**Task to carry out**:
The answer must be the lines from the one containing "fn classify_post_tool_use(&self, tool: &str)" through the last line of the data below, copied exactly, with nothing else.

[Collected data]

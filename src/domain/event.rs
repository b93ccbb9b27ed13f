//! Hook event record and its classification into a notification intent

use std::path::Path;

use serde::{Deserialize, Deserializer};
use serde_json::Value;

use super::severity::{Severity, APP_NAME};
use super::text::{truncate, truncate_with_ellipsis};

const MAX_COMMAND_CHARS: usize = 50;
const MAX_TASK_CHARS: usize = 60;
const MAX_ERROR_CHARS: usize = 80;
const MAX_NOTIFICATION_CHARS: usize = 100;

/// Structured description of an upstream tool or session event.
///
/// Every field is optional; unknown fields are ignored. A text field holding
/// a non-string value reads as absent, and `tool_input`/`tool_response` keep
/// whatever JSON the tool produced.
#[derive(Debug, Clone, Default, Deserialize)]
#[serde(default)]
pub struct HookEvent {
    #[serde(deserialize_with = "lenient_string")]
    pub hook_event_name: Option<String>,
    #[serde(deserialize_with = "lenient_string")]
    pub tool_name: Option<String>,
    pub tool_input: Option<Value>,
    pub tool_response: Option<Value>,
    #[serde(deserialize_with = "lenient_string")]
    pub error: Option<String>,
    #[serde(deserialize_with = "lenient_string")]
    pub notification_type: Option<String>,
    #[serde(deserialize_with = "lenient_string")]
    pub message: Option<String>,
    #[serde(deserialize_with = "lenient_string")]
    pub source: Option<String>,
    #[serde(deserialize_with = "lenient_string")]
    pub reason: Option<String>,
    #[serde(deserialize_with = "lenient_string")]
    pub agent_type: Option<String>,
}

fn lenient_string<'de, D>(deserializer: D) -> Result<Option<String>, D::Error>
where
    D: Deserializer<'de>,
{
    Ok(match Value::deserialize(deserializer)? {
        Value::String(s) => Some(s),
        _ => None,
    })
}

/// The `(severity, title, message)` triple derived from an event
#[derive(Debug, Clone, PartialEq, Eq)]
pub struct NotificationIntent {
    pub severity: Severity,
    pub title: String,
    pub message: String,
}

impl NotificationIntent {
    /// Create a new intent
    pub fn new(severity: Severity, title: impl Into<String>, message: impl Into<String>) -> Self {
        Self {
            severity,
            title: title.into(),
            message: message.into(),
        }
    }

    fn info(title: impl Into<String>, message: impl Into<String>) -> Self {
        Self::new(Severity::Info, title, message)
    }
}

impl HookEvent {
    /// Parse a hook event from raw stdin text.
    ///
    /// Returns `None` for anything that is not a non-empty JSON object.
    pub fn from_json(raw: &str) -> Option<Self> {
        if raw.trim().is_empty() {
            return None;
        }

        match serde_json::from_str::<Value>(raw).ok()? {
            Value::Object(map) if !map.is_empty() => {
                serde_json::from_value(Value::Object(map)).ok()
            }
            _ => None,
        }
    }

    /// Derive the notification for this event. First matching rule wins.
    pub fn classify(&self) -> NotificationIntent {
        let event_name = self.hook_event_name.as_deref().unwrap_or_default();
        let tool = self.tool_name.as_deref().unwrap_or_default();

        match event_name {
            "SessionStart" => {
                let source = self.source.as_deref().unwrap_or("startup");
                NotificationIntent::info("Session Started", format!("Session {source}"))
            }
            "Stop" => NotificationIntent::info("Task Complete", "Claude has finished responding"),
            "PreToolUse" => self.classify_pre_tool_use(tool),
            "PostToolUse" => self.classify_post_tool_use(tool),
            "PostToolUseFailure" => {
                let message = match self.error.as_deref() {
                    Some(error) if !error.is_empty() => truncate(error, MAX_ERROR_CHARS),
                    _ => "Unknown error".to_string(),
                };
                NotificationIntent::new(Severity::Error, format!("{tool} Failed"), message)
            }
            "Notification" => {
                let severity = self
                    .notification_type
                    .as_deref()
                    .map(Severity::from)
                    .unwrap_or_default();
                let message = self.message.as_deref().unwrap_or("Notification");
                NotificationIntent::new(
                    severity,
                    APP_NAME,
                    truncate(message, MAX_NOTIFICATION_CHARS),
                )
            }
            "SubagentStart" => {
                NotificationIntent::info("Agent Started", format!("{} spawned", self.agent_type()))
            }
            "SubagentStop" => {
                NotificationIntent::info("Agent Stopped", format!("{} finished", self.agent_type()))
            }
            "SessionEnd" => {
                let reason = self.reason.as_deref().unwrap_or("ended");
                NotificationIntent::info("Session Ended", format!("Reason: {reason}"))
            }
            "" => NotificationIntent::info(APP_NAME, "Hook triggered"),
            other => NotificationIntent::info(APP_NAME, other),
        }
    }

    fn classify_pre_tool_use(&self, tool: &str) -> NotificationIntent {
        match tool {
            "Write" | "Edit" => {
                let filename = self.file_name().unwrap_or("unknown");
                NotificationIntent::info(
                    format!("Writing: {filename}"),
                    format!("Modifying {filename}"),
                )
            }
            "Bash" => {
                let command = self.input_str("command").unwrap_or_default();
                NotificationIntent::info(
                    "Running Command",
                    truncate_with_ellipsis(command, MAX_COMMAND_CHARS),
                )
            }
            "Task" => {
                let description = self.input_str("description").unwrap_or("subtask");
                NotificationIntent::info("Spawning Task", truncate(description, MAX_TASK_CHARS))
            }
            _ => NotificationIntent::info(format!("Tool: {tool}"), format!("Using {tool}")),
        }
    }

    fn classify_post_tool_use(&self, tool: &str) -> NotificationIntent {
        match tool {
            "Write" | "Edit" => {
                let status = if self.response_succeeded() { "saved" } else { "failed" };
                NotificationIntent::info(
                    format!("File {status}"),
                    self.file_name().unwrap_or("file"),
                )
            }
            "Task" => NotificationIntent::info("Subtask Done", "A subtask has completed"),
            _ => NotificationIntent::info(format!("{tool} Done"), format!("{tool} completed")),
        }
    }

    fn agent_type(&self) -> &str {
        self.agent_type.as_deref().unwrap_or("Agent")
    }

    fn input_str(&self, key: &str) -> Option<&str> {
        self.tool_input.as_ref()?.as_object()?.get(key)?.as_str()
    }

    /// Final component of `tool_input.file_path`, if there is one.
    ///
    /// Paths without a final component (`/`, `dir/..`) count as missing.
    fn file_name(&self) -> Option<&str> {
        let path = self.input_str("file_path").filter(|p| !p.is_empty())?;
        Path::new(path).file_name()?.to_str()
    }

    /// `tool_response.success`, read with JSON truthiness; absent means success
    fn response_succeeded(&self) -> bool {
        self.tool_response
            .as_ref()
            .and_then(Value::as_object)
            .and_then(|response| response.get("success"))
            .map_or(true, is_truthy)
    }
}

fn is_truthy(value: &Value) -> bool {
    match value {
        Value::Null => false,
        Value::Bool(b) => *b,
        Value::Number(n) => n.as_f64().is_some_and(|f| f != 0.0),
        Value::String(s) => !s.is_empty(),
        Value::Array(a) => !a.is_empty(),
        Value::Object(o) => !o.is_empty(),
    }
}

**Output of the exercise**:
    fn classify_post_tool_use(&self, tool: &str) -> NotificationIntent {
        match tool {
            "Write" | "Edit" => {
                let status = if self.response_succeeded() { "saved" } else { "failed" };
                NotificationIntent::info(
                    format!("File {status}"),
                    self.file_name().unwrap_or("file"),
                )
            }
            "Task" => NotificationIntent::info("Subtask Done", "A subtask has completed"),
            _ => NotificationIntent::info(format!("{tool} Done"), format!("{tool} completed")),
        }
    }

    fn agent_type(&self) -> &str {
        self.agent_type.as_deref().unwrap_or("Agent")
    }

    fn input_str(&self, key: &str) -> Option<&str> {
        self.tool_input.as_ref()?.as_object()?.get(key)?.as_str()
    }

    /// Final component of `tool_input.file_path`, if there is one.
    ///
    /// Paths without a final component (`/`, `dir/..`) count as missing.
    fn file_name(&self) -> Option<&str> {
        let path = self.input_str("file_path").filter(|p| !p.is_empty())?;
        Path::new(path).file_name()?.to_str()
    }

    /// `tool_response.success`, read with JSON truthiness; absent means success
    fn response_succeeded(&self) -> bool {
        self.tool_response
            .as_ref()
            .and_then(Value::as_object)
            .and_then(|response| response.get("success"))
            .map_or(true, is_truthy)
    }
}

fn is_truthy(value: &Value) -> bool {
    match value {
        Value::Null => false,
        Value::Bool(b) => *b,
        Value::Number(n) => n.as_f64().is_some_and(|f| f != 0.0),
        Value::String(s) => !s.is_empty(),
        Value::Array(a) => !a.is_empty(),
        Value::Object(o) => !o.is_empty(),
    }
}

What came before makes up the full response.